◆ What to do
Restate the records so that not a single word differs.

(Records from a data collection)

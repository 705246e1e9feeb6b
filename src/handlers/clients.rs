// src/handlers/clients.rs

use std::collections::HashMap;

use axum::{
    extract::{Path, Query, State},
    http::StatusCode,
    response::IntoResponse,
    Json,
};
use uuid::Uuid;
use validator::Validate;

use crate::{
    common::error::AppError,
    common::filters::{ensure_known_keys, CLIENT_FILTER_KEYS},
    config::AppState,
    middleware::auth::AuthenticatedUser,
    models::crm::{Client, ClientPayload},
    permissions::{authorize, Action, Entity},
};

// GET /crm/clients/
#[utoipa::path(
    get,
    path = "/crm/clients/",
    tag = "Clients",
    responses(
        (status = 200, description = "Lista de clientes", body = Vec<Client>),
        (status = 404, description = "Chave de filtro desconhecida")
    ),
    security(("api_jwt" = []))
)]
pub async fn list_clients(
    State(app_state): State<AppState>,
    AuthenticatedUser(actor): AuthenticatedUser,
    Query(params): Query<HashMap<String, String>>,
) -> Result<impl IntoResponse, AppError> {
    authorize(Entity::Client, Action::List, &actor, None)?;
    ensure_known_keys(&params, CLIENT_FILTER_KEYS)?;

    let clients = app_state.client_service.list(&params).await?;
    Ok((StatusCode::OK, Json(clients)))
}

// GET /crm/clients/{id}/
#[utoipa::path(
    get,
    path = "/crm/clients/{id}/",
    tag = "Clients",
    responses(
        (status = 200, description = "Detalhe do cliente", body = Client),
        (status = 403, description = "Sem permissão sobre este cliente"),
        (status = 404, description = "Cliente não existe")
    ),
    security(("api_jwt" = []))
)]
pub async fn retrieve_client(
    State(app_state): State<AppState>,
    AuthenticatedUser(actor): AuthenticatedUser,
    Path(id): Path<Uuid>,
) -> Result<impl IntoResponse, AppError> {
    let client = app_state.client_service.get(id).await?;
    let ownership = app_state.client_service.ownership(&client).await?;
    authorize(Entity::Client, Action::Retrieve, &actor, Some(&ownership))?;

    Ok((StatusCode::OK, Json(client)))
}

// POST /crm/clients/
#[utoipa::path(
    post,
    path = "/crm/clients/",
    tag = "Clients",
    request_body = ClientPayload,
    responses(
        (status = 201, description = "Cliente criado", body = Client),
        (status = 400, description = "Dados inválidos")
    ),
    security(("api_jwt" = []))
)]
pub async fn create_client(
    State(app_state): State<AppState>,
    AuthenticatedUser(actor): AuthenticatedUser,
    Json(payload): Json<ClientPayload>,
) -> Result<impl IntoResponse, AppError> {
    authorize(Entity::Client, Action::Create, &actor, None)?;
    payload.validate()?;

    let client = app_state.client_service.create(&actor, &payload).await?;
    Ok((StatusCode::CREATED, Json(client)))
}

// PUT /crm/clients/{id}/
#[utoipa::path(
    put,
    path = "/crm/clients/{id}/",
    tag = "Clients",
    request_body = ClientPayload,
    responses(
        (status = 200, description = "Cliente atualizado", body = Client),
        (status = 403, description = "Sem permissão sobre este cliente"),
        (status = 404, description = "Cliente não existe")
    ),
    security(("api_jwt" = []))
)]
pub async fn update_client(
    State(app_state): State<AppState>,
    AuthenticatedUser(actor): AuthenticatedUser,
    Path(id): Path<Uuid>,
    Json(payload): Json<ClientPayload>,
) -> Result<impl IntoResponse, AppError> {
    let existing = app_state.client_service.get(id).await?;
    let ownership = app_state.client_service.ownership(&existing).await?;
    authorize(Entity::Client, Action::Update, &actor, Some(&ownership))?;
    payload.validate()?;

    let client = app_state
        .client_service
        .update(&actor, &existing, &payload)
        .await?;
    Ok((StatusCode::OK, Json(client)))
}

// DELETE /crm/clients/{id}/
#[utoipa::path(
    delete,
    path = "/crm/clients/{id}/",
    tag = "Clients",
    responses(
        (status = 204, description = "Cliente removido (contratos e eventos em cascata)"),
        (status = 404, description = "Cliente não existe")
    ),
    security(("api_jwt" = []))
)]
pub async fn delete_client(
    State(app_state): State<AppState>,
    AuthenticatedUser(actor): AuthenticatedUser,
    Path(id): Path<Uuid>,
) -> Result<impl IntoResponse, AppError> {
    let existing = app_state.client_service.get(id).await?;
    let ownership = app_state.client_service.ownership(&existing).await?;
    authorize(Entity::Client, Action::Delete, &actor, Some(&ownership))?;

    app_state.client_service.delete(&existing).await?;
    Ok(StatusCode::NO_CONTENT)
}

◆ Exercise answer
repository 705246e1e9feeb6b
filename src/handlers/clients.rs
// src/handlers/clients.rs

use std::collections::HashMap;

use axum::{
    extract::{Path, Query, State},
    http::StatusCode,
    response::IntoResponse,
    Json,
};
use uuid::Uuid;
use validator::Validate;

use crate::{
    common::error::AppError,
    common::filters::{ensure_known_keys, CLIENT_FILTER_KEYS},
    config::AppState,
    middleware::auth::AuthenticatedUser,
    models::crm::{Client, ClientPayload},
    permissions::{authorize, Action, Entity},
};

// GET /crm/clients/
#[utoipa::path(
    get,
    path = "/crm/clients/",
    tag = "Clients",
    responses(
        (status = 200, description = "Lista de clientes", body = Vec<Client>),
        (status = 404, description = "Chave de filtro desconhecida")
    ),
    security(("api_jwt" = []))
)]
pub async fn list_clients(
    State(app_state): State<AppState>,
    AuthenticatedUser(actor): AuthenticatedUser,
    Query(params): Query<HashMap<String, String>>,
) -> Result<impl IntoResponse, AppError> {
    authorize(Entity::Client, Action::List, &actor, None)?;
    ensure_known_keys(&params, CLIENT_FILTER_KEYS)?;

    let clients = app_state.client_service.list(&params).await?;
    Ok((StatusCode::OK, Json(clients)))
}

// GET /crm/clients/{id}/
#[utoipa::path(
    get,
    path = "/crm/clients/{id}/",
    tag = "Clients",
    responses(
        (status = 200, description = "Detalhe do cliente", body = Client),
        (status = 403, description = "Sem permissão sobre este cliente"),
        (status = 404, description = "Cliente não existe")
    ),
    security(("api_jwt" = []))
)]
pub async fn retrieve_client(
    State(app_state): State<AppState>,
    AuthenticatedUser(actor): AuthenticatedUser,
    Path(id): Path<Uuid>,
) -> Result<impl IntoResponse, AppError> {
    let client = app_state.client_service.get(id).await?;
    let ownership = app_state.client_service.ownership(&client).await?;
    authorize(Entity::Client, Action::Retrieve, &actor, Some(&ownership))?;

    Ok((StatusCode::OK, Json(client)))
}

// POST /crm/clients/
#[utoipa::path(
    post,
    path = "/crm/clients/",
    tag = "Clients",
    request_body = ClientPayload,
    responses(
        (status = 201, description = "Cliente criado", body = Client),
        (status = 400, description = "Dados inválidos")
    ),
    security(("api_jwt" = []))
)]
pub async fn create_client(
    State(app_state): State<AppState>,
    AuthenticatedUser(actor): AuthenticatedUser,
    Json(payload): Json<ClientPayload>,
) -> Result<impl IntoResponse, AppError> {
    authorize(Entity::Client, Action::Create, &actor, None)?;
    payload.validate()?;

    let client = app_state.client_service.create(&actor, &payload).await?;
    Ok((StatusCode::CREATED, Json(client)))
}

// PUT /crm/clients/{id}/
#[utoipa::path(
    put,
    path = "/crm/clients/{id}/",
    tag = "Clients",
    request_body = ClientPayload,
    responses(
        (status = 200, description = "Cliente atualizado", body = Client),
        (status = 403, description = "Sem permissão sobre este cliente"),
        (status = 404, description = "Cliente não existe")
    ),
    security(("api_jwt" = []))
)]
pub async fn update_client(
    State(app_state): State<AppState>,
    AuthenticatedUser(actor): AuthenticatedUser,
    Path(id): Path<Uuid>,
    Json(payload): Json<ClientPayload>,
) -> Result<impl IntoResponse, AppError> {
    let existing = app_state.client_service.get(id).await?;
    let ownership = app_state.client_service.ownership(&existing).await?;
    authorize(Entity::Client, Action::Update, &actor, Some(&ownership))?;
    payload.validate()?;

    let client = app_state
        .client_service
        .update(&actor, &existing, &payload)
        .await?;
    Ok((StatusCode::OK, Json(client)))
}

// DELETE /crm/clients/{id}/
#[utoipa::path(
    delete,
    path = "/crm/clients/{id}/",
    tag = "Clients",
    responses(
        (status = 204, description = "Cliente removido (contratos e eventos em cascata)"),
        (status = 404, description = "Cliente não existe")
    ),
    security(("api_jwt" = []))
)]
pub async fn delete_client(
    State(app_state): State<AppState>,
    AuthenticatedUser(actor): AuthenticatedUser,
    Path(id): Path<Uuid>,
) -> Result<impl IntoResponse, AppError> {
    let existing = app_state.client_service.get(id).await?;
    let ownership = app_state.client_service.ownership(&existing).await?;
    authorize(Entity::Client, Action::Delete, &actor, Some(&ownership))?;

    app_state.client_service.delete(&existing).await?;
    Ok(StatusCode::NO_CONTENT)
}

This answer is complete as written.